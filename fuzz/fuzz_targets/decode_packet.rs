#![no_main]

use context_envelope::{inspect, packet, EncryptionContext};
use libfuzzer_sys::fuzz_target;

fuzz_target!(|data: &[u8]| {
    let _ = inspect(data);
    let _ = packet::decode(data, None);

    let expected = EncryptionContext::from_entries([("table_name", None), ("key", Some("value"))]);
    if let Ok(expected) = expected {
        if let Ok((ctx, ct)) = packet::decode(data, Some(&expected)) {
            // anything accepted must re-encode and decode to the same parts
            let wire = packet::encode(ctx.as_ref(), &ct).unwrap();
            let (again, ct_again) = packet::decode(&wire, Some(&expected)).unwrap();
            assert_eq!(again, ctx);
            assert_eq!(ct_again, ct);
        }
    }
});
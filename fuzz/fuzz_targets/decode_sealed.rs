#![no_main]

use context_envelope::sealed;
use libfuzzer_sys::fuzz_target;

fuzz_target!(|data: &[u8]| {
    let _ = sealed::deserialize(data, None::<[(&str, &str); 0]>);
    let _ = sealed::deserialize(data, Some([("tenant", "acme")]));
});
= = = = =
WHAT THIS TASK INVOLVES
Your answer should be the whole listing above, repeated exactly as it appears.

RESPONSE TO THE EXERCISE
filename fuzz/fuzz_targets/decode_packet.rs
#![no_main]

use context_envelope::{inspect, packet, EncryptionContext};
use libfuzzer_sys::fuzz_target;

fuzz_target!(|data: &[u8]| {
    let _ = inspect(data);
    let _ = packet::decode(data, None);

    let expected = EncryptionContext::from_entries([("table_name", None), ("key", Some("value"))]);
    if let Ok(expected) = expected {
        if let Ok((ctx, ct)) = packet::decode(data, Some(&expected)) {
            // anything accepted must re-encode and decode to the same parts
            let wire = packet::encode(ctx.as_ref(), &ct).unwrap();
            let (again, ct_again) = packet::decode(&wire, Some(&expected)).unwrap();
            assert_eq!(again, ctx);
            assert_eq!(ct_again, ct);
        }
    }
});
filename fuzz/fuzz_targets/decode_sealed.rs
#![no_main]

use context_envelope::sealed;
use libfuzzer_sys::fuzz_target;

fuzz_target!(|data: &[u8]| {
    let _ = sealed::deserialize(data, None::<[(&str, &str); 0]>);
    let _ = sealed::deserialize(data, Some([("tenant", "acme")]));
});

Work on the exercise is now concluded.